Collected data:
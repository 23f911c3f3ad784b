use crate::{
  observable::Observable,
  observer::Observer,
  ops::ref_count::RefCount,
  scheduler::{Duration, Scheduler},
  subject::Subject,
  subscription::{Subscription, Teardown},
};
use std::sync::{Arc, Mutex, Weak};

type ConnectionSlot = Arc<Mutex<Option<ConnectionHandle>>>;

/// An observable whose subscribers attach to a shared subject, and which
/// only subscribes the underlying source when `connect` is called.
///
/// Clones share the subject and the connection, so every clone serves the
/// same multicast session.
pub struct ConnectableObservable<S, Item, Err> {
  source: S,
  subject: Subject<Item, Err>,
  connection: ConnectionSlot,
}

impl<S: Clone, Item, Err> Clone for ConnectableObservable<S, Item, Err> {
  fn clone(&self) -> Self {
    ConnectableObservable {
      source: self.source.clone(),
      subject: self.subject.clone(),
      connection: self.connection.clone(),
    }
  }
}

impl<S, Item, Err> ConnectableObservable<S, Item, Err> {
  pub fn new(source: S, subject: Subject<Item, Err>) -> Self {
    ConnectableObservable {
      source,
      subject,
      connection: Arc::new(Mutex::new(None)),
    }
  }

  pub fn is_connected(&self) -> bool { self.connection.lock().unwrap().is_some() }

  pub fn subject(&self) -> &Subject<Item, Err> { &self.subject }
}

impl<S, Item, Err> ConnectableObservable<S, Item, Err>
where
  S: Observable<Item, Err> + Clone,
  Item: Clone + Send + 'static,
  Err: Clone + Send + 'static,
{
  /// Subscribe the shared subject to the source. While a connection is
  /// live, calling `connect` again returns a handle to that same
  /// connection instead of opening a second one; after the handle is
  /// unsubscribed, `connect` opens a fresh one.
  pub fn connect(&self) -> ConnectionHandle {
    let handle = {
      let mut slot = self.connection.lock().unwrap();
      if let Some(existing) = slot.as_ref() {
        return existing.clone();
      }
      let handle = ConnectionHandle::new(Arc::downgrade(&self.connection));
      *slot = Some(handle.clone());
      handle
    };
    // Subscribe with the slot unlocked: a synchronous source may complete,
    // or a subscriber callback may dispose the connection, before
    // `actual_subscribe` returns.
    let upstream = self.source.clone().actual_subscribe(self.subject.clone());
    handle.set_upstream(Box::new(upstream));
    handle
  }

  /// Share via reference counting: connect on the first subscriber,
  /// disconnect when the last one leaves.
  pub fn ref_count(self) -> RefCount<S, Item, Err> { RefCount::eager(self) }

  /// Like `ref_count`, but once the subscriber count drops to zero the
  /// disconnect is deferred by `delay` on `scheduler`; a subscriber
  /// arriving within the window keeps the connection alive.
  ///
  /// # Panics
  ///
  /// Panics if `delay` is zero; use `ref_count` for the eager behavior.
  pub fn ref_count_delayed(
    self,
    delay: Duration,
    scheduler: Arc<dyn Scheduler + Send + Sync>,
  ) -> RefCount<S, Item, Err> {
    assert!(
      !delay.is_zero(),
      "ref_count_delayed requires a non-zero delay"
    );
    RefCount::delayed(self, delay, scheduler)
  }
}

impl<S, Item, Err> Observable<Item, Err> for ConnectableObservable<S, Item, Err>
where
  Item: Clone + Send + 'static,
  Err: Clone + Send + 'static,
{
  type Unsub = Teardown;

  fn actual_subscribe<O>(self, observer: O) -> Self::Unsub
  where
    O: Observer<Item, Err> + Send + 'static,
  {
    self.subject.actual_subscribe(observer)
  }
}

struct ConnectionInner {
  closed: bool,
  upstream: Option<Box<dyn Subscription + Send>>,
  slot: Weak<Mutex<Option<ConnectionHandle>>>,
}

/// Handle for one live connection. Unsubscribing tears down the source
/// subscription and lets the owning connectable reconnect later.
#[derive(Clone)]
pub struct ConnectionHandle {
  inner: Arc<Mutex<ConnectionInner>>,
}

impl ConnectionHandle {
  fn new(slot: Weak<Mutex<Option<ConnectionHandle>>>) -> Self {
    ConnectionHandle {
      inner: Arc::new(Mutex::new(ConnectionInner {
        closed: false,
        upstream: None,
        slot,
      })),
    }
  }

  fn set_upstream(&self, mut upstream: Box<dyn Subscription + Send>) {
    let mut inner = self.inner.lock().unwrap();
    if inner.closed {
      drop(inner);
      upstream.unsubscribe();
    } else {
      inner.upstream = Some(upstream);
    }
  }

  fn same_connection(&self, other: &ConnectionHandle) -> bool {
    Arc::ptr_eq(&self.inner, &other.inner)
  }

  /// Close the handle and clear the owner's connection marker, handing the
  /// upstream back to the caller instead of releasing it. Lets a caller
  /// serialize the marker update under its own lock and run the teardown
  /// outside it.
  pub(crate) fn detach(&self) -> Option<Box<dyn Subscription + Send>> {
    let (upstream, slot) = {
      let mut inner = self.inner.lock().unwrap();
      if inner.closed {
        return None;
      }
      inner.closed = true;
      (inner.upstream.take(), std::mem::take(&mut inner.slot))
    };
    // Clear the connectable's marker first so a teardown callback that
    // reconnects sees a disconnected state.
    if let Some(slot) = slot.upgrade() {
      let mut current = slot.lock().unwrap();
      if current.as_ref().map_or(false, |c| c.same_connection(self)) {
        *current = None;
      }
    }
    upstream
  }
}

impl Subscription for ConnectionHandle {
  fn unsubscribe(&mut self) {
    if let Some(mut upstream) = self.detach() {
      upstream.unsubscribe();
    }
  }

  fn is_closed(&self) -> bool { self.inner.lock().unwrap().closed }
}

#[cfg(test)]
mod test {
  use super::*;
  use crate::observable::{create, of};
  use crate::observer::BoxObserver;

  #[test]
  fn source_not_subscribed_until_connect() {
    let subscribes = Arc::new(Mutex::new(0));
    let s = subscribes.clone();
    let source = create(move |mut observer: BoxObserver<i32, ()>| {
      *s.lock().unwrap() += 1;
      observer.next(5);
      observer.complete();
      Teardown::closed()
    });

    let connectable = source.publish();
    let seen = Arc::new(Mutex::new(vec![]));
    let v = seen.clone();
    let _sub = connectable.clone().subscribe(move |value| v.lock().unwrap().push(value));
    assert_eq!(*subscribes.lock().unwrap(), 0);
    assert!(seen.lock().unwrap().is_empty());

    connectable.connect();
    assert_eq!(*subscribes.lock().unwrap(), 1);
    assert_eq!(*seen.lock().unwrap(), vec![5]);
  }

  #[test]
  fn repeated_connect_shares_the_live_connection() {
    let subscribes = Arc::new(Mutex::new(0));
    let s = subscribes.clone();
    let source = create(move |_: BoxObserver<i32, ()>| {
      *s.lock().unwrap() += 1;
      Teardown::closed()
    });

    let connectable = source.publish();
    let first = connectable.connect();
    let second = connectable.connect();
    assert!(first.same_connection(&second));
    assert_eq!(*subscribes.lock().unwrap(), 1);
  }

  #[test]
  fn disconnect_allows_reconnect() {
    let subscribes = Arc::new(Mutex::new(0));
    let teardowns = Arc::new(Mutex::new(0));
    let s = subscribes.clone();
    let t = teardowns.clone();
    let source = create(move |_: BoxObserver<i32, ()>| {
      *s.lock().unwrap() += 1;
      let t = t.clone();
      Teardown::new(move || *t.lock().unwrap() += 1)
    });

    let connectable = source.publish();
    let mut connection = connectable.connect();
    connection.unsubscribe();
    assert_eq!(*teardowns.lock().unwrap(), 1);
    assert!(!connectable.is_connected());

    connectable.connect();
    assert_eq!(*subscribes.lock().unwrap(), 2);
  }

  #[test]
  fn handle_closed_before_upstream_arrives_tears_down() {
    // A handle disposed while `connect` is mid-subscribe must still
    // release the upstream when it lands.
    let torn_down = Arc::new(Mutex::new(false));
    let handle = ConnectionHandle::new(Weak::new());
    let mut h = handle.clone();
    h.unsubscribe();

    let t = torn_down.clone();
    handle.set_upstream(Box::new(Teardown::new(move || *t.lock().unwrap() = true)));
    assert!(*torn_down.lock().unwrap());
  }

  #[test]
  fn connectable_multicasts_to_all_subscribers() {
    let connectable = of::<_, ()>(9).publish();
    let first = Arc::new(Mutex::new(vec![]));
    let second = Arc::new(Mutex::new(vec![]));

    let f = first.clone();
    let _s1 = connectable.clone().subscribe(move |v| f.lock().unwrap().push(v));
    let s = second.clone();
    let _s2 = connectable.clone().subscribe(move |v| s.lock().unwrap().push(v));

    connectable.connect();
    assert_eq!(*first.lock().unwrap(), vec![9]);
    assert_eq!(*second.lock().unwrap(), vec![9]);
  }
}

PROBLEM
Starting at the line that has "clone serves the" in the records above, restate word for word every line until the one that has "disconnect is deferred", and include that one as well.

RESPONSE TO THE TASK
/// Clones share the subject and the connection, so every clone serves the
/// same multicast session.
pub struct ConnectableObservable<S, Item, Err> {
  source: S,
  subject: Subject<Item, Err>,
  connection: ConnectionSlot,
}

impl<S: Clone, Item, Err> Clone for ConnectableObservable<S, Item, Err> {
  fn clone(&self) -> Self {
    ConnectableObservable {
      source: self.source.clone(),
      subject: self.subject.clone(),
      connection: self.connection.clone(),
    }
  }
}

impl<S, Item, Err> ConnectableObservable<S, Item, Err> {
  pub fn new(source: S, subject: Subject<Item, Err>) -> Self {
    ConnectableObservable {
      source,
      subject,
      connection: Arc::new(Mutex::new(None)),
    }
  }

  pub fn is_connected(&self) -> bool { self.connection.lock().unwrap().is_some() }

  pub fn subject(&self) -> &Subject<Item, Err> { &self.subject }
}

impl<S, Item, Err> ConnectableObservable<S, Item, Err>
where
  S: Observable<Item, Err> + Clone,
  Item: Clone + Send + 'static,
  Err: Clone + Send + 'static,
{
  /// Subscribe the shared subject to the source. While a connection is
  /// live, calling `connect` again returns a handle to that same
  /// connection instead of opening a second one; after the handle is
  /// unsubscribed, `connect` opens a fresh one.
  pub fn connect(&self) -> ConnectionHandle {
    let handle = {
      let mut slot = self.connection.lock().unwrap();
      if let Some(existing) = slot.as_ref() {
        return existing.clone();
      }
      let handle = ConnectionHandle::new(Arc::downgrade(&self.connection));
      *slot = Some(handle.clone());
      handle
    };
    // Subscribe with the slot unlocked: a synchronous source may complete,
    // or a subscriber callback may dispose the connection, before
    // `actual_subscribe` returns.
    let upstream = self.source.clone().actual_subscribe(self.subject.clone());
    handle.set_upstream(Box::new(upstream));
    handle
  }

  /// Share via reference counting: connect on the first subscriber,
  /// disconnect when the last one leaves.
  pub fn ref_count(self) -> RefCount<S, Item, Err> { RefCount::eager(self) }

  /// Like `ref_count`, but once the subscriber count drops to zero the
  /// disconnect is deferred by `delay` on `scheduler`; a subscriber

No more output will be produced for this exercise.